(HOW TO COMPLETE THIS TASK):
Only the lines containing the string "AsmError" are needed; copy all of them from the listing.

BEGIN

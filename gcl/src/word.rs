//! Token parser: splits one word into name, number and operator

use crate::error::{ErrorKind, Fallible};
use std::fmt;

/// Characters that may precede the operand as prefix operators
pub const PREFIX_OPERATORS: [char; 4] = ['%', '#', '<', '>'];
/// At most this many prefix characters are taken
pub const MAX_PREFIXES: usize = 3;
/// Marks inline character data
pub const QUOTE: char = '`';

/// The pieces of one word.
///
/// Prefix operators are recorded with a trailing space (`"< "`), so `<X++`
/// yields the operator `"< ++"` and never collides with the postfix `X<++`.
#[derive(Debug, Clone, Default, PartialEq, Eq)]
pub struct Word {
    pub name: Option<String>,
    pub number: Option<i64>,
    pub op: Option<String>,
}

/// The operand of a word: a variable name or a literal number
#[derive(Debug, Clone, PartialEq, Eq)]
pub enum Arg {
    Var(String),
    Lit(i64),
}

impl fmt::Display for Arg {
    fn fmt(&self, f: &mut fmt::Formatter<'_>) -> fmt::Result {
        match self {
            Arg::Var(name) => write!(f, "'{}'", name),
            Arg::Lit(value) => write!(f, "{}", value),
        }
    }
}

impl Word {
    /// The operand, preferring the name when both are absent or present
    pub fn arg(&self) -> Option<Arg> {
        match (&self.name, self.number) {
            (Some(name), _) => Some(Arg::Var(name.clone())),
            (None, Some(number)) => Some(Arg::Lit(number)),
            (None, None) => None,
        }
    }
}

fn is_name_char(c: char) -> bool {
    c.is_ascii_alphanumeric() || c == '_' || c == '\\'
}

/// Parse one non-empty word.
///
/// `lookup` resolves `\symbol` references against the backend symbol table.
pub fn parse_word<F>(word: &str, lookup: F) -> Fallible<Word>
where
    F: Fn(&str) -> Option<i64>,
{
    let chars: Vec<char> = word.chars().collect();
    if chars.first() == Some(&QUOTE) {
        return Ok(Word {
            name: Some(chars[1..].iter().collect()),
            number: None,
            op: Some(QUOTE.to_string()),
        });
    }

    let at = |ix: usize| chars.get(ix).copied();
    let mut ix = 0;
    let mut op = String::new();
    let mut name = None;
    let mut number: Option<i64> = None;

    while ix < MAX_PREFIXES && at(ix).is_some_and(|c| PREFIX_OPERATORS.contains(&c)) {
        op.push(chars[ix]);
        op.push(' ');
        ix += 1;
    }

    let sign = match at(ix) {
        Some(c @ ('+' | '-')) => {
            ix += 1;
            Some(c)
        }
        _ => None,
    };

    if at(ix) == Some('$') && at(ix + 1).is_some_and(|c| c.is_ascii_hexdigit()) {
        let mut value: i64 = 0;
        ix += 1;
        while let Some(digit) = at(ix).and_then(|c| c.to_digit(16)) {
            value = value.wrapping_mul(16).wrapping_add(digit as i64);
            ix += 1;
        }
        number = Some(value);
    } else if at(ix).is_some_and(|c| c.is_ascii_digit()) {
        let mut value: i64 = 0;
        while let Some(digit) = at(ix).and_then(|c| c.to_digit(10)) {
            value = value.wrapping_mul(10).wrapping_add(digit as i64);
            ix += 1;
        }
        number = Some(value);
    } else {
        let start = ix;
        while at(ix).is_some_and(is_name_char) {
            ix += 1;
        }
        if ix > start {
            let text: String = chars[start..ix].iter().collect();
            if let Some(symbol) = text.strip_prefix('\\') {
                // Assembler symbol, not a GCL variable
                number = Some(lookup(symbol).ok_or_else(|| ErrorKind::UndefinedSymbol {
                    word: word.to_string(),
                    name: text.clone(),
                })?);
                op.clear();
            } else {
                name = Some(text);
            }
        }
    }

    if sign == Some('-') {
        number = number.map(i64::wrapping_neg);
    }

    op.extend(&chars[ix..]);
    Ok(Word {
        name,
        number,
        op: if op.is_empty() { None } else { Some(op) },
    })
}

END
BEGIN

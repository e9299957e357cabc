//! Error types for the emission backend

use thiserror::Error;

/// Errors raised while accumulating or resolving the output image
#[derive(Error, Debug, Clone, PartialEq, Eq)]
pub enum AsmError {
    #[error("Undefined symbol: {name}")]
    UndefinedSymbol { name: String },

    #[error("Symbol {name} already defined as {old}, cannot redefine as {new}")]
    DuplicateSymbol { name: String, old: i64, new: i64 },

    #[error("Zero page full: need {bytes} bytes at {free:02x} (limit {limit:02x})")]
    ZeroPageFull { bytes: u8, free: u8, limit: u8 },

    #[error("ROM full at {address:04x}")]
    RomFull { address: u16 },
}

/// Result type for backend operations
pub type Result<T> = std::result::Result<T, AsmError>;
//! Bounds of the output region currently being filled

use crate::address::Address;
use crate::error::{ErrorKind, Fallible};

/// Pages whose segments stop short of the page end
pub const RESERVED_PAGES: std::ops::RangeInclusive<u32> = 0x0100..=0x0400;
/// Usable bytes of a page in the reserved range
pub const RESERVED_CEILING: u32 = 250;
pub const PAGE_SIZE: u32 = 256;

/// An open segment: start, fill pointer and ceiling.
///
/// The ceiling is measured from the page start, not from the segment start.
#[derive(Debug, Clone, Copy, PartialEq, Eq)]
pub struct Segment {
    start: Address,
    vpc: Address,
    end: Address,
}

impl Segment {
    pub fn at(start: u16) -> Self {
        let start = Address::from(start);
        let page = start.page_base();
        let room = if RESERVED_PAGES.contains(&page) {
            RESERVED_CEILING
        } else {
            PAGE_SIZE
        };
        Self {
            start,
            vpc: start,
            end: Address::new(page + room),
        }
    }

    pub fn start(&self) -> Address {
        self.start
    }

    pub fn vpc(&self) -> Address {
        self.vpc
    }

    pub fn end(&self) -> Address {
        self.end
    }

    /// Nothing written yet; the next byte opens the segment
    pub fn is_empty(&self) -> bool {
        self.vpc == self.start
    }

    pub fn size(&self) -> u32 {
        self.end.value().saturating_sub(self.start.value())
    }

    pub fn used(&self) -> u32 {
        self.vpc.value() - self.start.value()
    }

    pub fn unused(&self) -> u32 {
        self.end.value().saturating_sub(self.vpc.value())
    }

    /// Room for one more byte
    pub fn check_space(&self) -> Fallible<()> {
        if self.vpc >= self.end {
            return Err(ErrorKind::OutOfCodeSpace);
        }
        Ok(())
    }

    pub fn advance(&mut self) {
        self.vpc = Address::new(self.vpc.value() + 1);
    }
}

END

(WRITTEN SOLUTION):
pub enum AsmError {
pub type Result<T> = std::result::Result<T, AsmError>;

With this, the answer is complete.